When Jenny became pregnant with her son, the SUPP program showed her a path to recovery. Today she advocates for other women.

Providence Swedish Ballard is home to the Substance-Using Pregnant People (SUPP) program, a transformative model of care. 

One of four similar programs in the state, Swedish SUPP serves nearly half of the state’s capacity and is unique in that it cares for patients at any gestational age, postpartum and those with high medical needs. Each year, Swedish serves approximately 350 mothers. In 2023, the majority of patients in the Swedish SUPP program came from King, Snohomish and Pierce counties, but the team served patients from 24 other counties.  More than three quarters of the unit's patients are low income with high medical needs and, in many cases, underinsured. 

The SUPP program’s multidisciplinary team delivers inpatient medical withdrawal management and stabilization, psychosocial treatment, obstetric evaluation and care, 24-hour nursing care, and parenting and childbirth education. 

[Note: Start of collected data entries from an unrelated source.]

//! In-process [`TabularStore`] that behaves like the hosted database in the
//! ways the toolkit depends on: rows ordered by id (numerically for integer
//! ids), storage timestamps stamped on write, and foreign keys enforced on
//! insert and delete.

use std::collections::{BTreeMap, HashMap};
use std::sync::{Mutex, MutexGuard};

use async_trait::async_trait;
use chrono::{SecondsFormat, Utc};
use serde_json::Value;

use crate::entities::Entity;
use crate::error::{Result, StoreError};
use crate::records::{record_id, value_as_id, Record};
use crate::store::remote::TabularStore;

type Tables = HashMap<Entity, BTreeMap<RowKey, Record>>;

/// Integer ids sort numerically and ahead of text ids.
#[derive(Debug, Clone, PartialEq, Eq, PartialOrd, Ord)]
enum RowKey {
    Numeric(i64),
    Text(String),
}

impl From<&str> for RowKey {
    fn from(id: &str) -> Self {
        match id.parse::<i64>() {
            Ok(number) if number.to_string() == id => RowKey::Numeric(number),
            _ => RowKey::Text(id.to_string()),
        }
    }
}

#[derive(Debug, Default)]
pub struct MemoryTabularStore {
    tables: Mutex<Tables>,
}

impl MemoryTabularStore {
    pub fn new() -> Self {
        Self::default()
    }

    /// Loads rows verbatim, bypassing foreign-key checks and timestamps.
    /// Useful for reproducing a remote store that is already inconsistent.
    pub fn seed_unchecked(&self, entity: Entity, records: Vec<Record>) -> Result<()> {
        let mut tables = self.lock();
        let table = tables.entry(entity).or_default();
        for record in records {
            let id = record_id(&record).ok_or(StoreError::MissingId { entity })?;
            table.insert(RowKey::from(id.as_str()), record);
        }
        Ok(())
    }

    /// Copy of a table's rows, ordered by id.
    pub fn rows(&self, entity: Entity) -> Vec<Record> {
        self.lock()
            .get(&entity)
            .map(|table| table.values().cloned().collect())
            .unwrap_or_default()
    }

    fn lock(&self) -> MutexGuard<'_, Tables> {
        self.tables
            .lock()
            .unwrap_or_else(|poisoned| poisoned.into_inner())
    }
}

fn now() -> Value {
    Value::String(Utc::now().to_rfc3339_opts(SecondsFormat::Millis, true))
}

fn check_references(tables: &Tables, entity: Entity, record: &Record) -> Result<()> {
    for key in entity.foreign_keys() {
        let Some(reference) = record.get(key.column).and_then(value_as_id) else {
            continue;
        };
        let parent_exists = tables
            .get(&key.parent)
            .is_some_and(|parent| parent.contains_key(&RowKey::from(reference.as_str())));
        if !parent_exists {
            return Err(StoreError::ForeignKeyViolation {
                child: key.child,
                column: key.column,
                parent: key.parent,
            });
        }
    }
    Ok(())
}

#[async_trait]
impl TabularStore for MemoryTabularStore {
    async fn select_all(&self, entity: Entity) -> Result<Vec<Record>> {
        Ok(self.rows(entity))
    }

    async fn count(&self, entity: Entity) -> Result<u64> {
        Ok(self.lock().get(&entity).map_or(0, |table| table.len() as u64))
    }

    async fn delete_all(&self, entity: Entity) -> Result<u64> {
        let mut tables = self.lock();

        if let Some(table) = tables.get(&entity) {
            for key in entity.referenced_by() {
                let still_referenced = tables.get(&key.child).is_some_and(|children| {
                    children.values().any(|child| {
                        child
                            .get(key.column)
                            .and_then(value_as_id)
                            .is_some_and(|reference| table.contains_key(&RowKey::from(reference.as_str())))
                    })
                });
                if still_referenced {
                    return Err(StoreError::ForeignKeyViolation {
                        child: key.child,
                        column: key.column,
                        parent: entity,
                    });
                }
            }
        }

        let removed = tables.remove(&entity).map_or(0, |table| table.len() as u64);
        Ok(removed)
    }

    async fn insert(&self, entity: Entity, records: &[Record]) -> Result<()> {
        let mut tables = self.lock();

        let mut staged = Vec::with_capacity(records.len());
        for record in records {
            let id = record_id(record).ok_or(StoreError::MissingId { entity })?;
            let duplicate = tables
                .get(&entity)
                .is_some_and(|table| table.contains_key(&RowKey::from(id.as_str())))
                || staged.iter().any(|(staged_id, _)| staged_id == &id);
            if duplicate {
                return Err(StoreError::DuplicateId { entity, id });
            }
            check_references(&tables, entity, record)?;

            let mut row = record.clone();
            let stamp = now();
            row.entry("created_at").or_insert_with(|| stamp.clone());
            row.entry("updated_at").or_insert(stamp);
            staged.push((id, row));
        }

        tables
            .entry(entity)
            .or_default()
            .extend(staged.into_iter().map(|(id, row)| (RowKey::from(id.as_str()), row)));
        Ok(())
    }

    async fn update(&self, entity: Entity, record: &Record) -> Result<()> {
        let mut tables = self.lock();
        let id = record_id(record).ok_or(StoreError::MissingId { entity })?;
        check_references(&tables, entity, record)?;

        let existing = tables
            .get_mut(&entity)
            .and_then(|table| table.get_mut(&RowKey::from(id.as_str())))
            .ok_or_else(|| StoreError::NotFound {
                entity,
                id: id.clone(),
            })?;

        let created_at = existing.get("created_at").cloned();
        let mut row = record.clone();
        if let Some(created_at) = created_at {
            row.insert("created_at".to_string(), created_at);
        }
        row.insert("updated_at".to_string(), now());
        *existing = row;
        Ok(())
    }

    async fn select_not_null(&self, entity: Entity, column: &str) -> Result<Vec<Record>> {
        Ok(self
            .rows(entity)
            .into_iter()
            .filter(|row| row.get(column).is_some_and(|value| !value.is_null()))
            .collect())
    }

    async fn exists(&self, entity: Entity, id: &str) -> Result<bool> {
        Ok(self
            .lock()
            .get(&entity)
            .is_some_and(|table| table.contains_key(&RowKey::from(id))))
    }
}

The SUPP program leads to positive health outcomes for both the birthing parent and child, including:  

  • Decreased substance use, overdose and relapse rates   
  • Improved withdrawal management   
  • Tobacco cessation  
  • Improved breastfeeding  
  • Decreased entry rate into the foster care system   
  • Decreased emergency department utilization rates   
  • Decreased postpartum hospitalization readmissions  

When mothers deliver their babies while in the program, the COMPASSION model (Community Of Maternal Parenting Support for Substance Impacted People and Newborns) provides extended five days postpartum floor stay; this promotes trauma-responsive and non-judgmental, patient-centered care tailored to support the mother/birthing parent, newborn and family unit. This approach fosters “zero separation” and a whole person approach through respect, compassion, self-sufficiency and empowerment.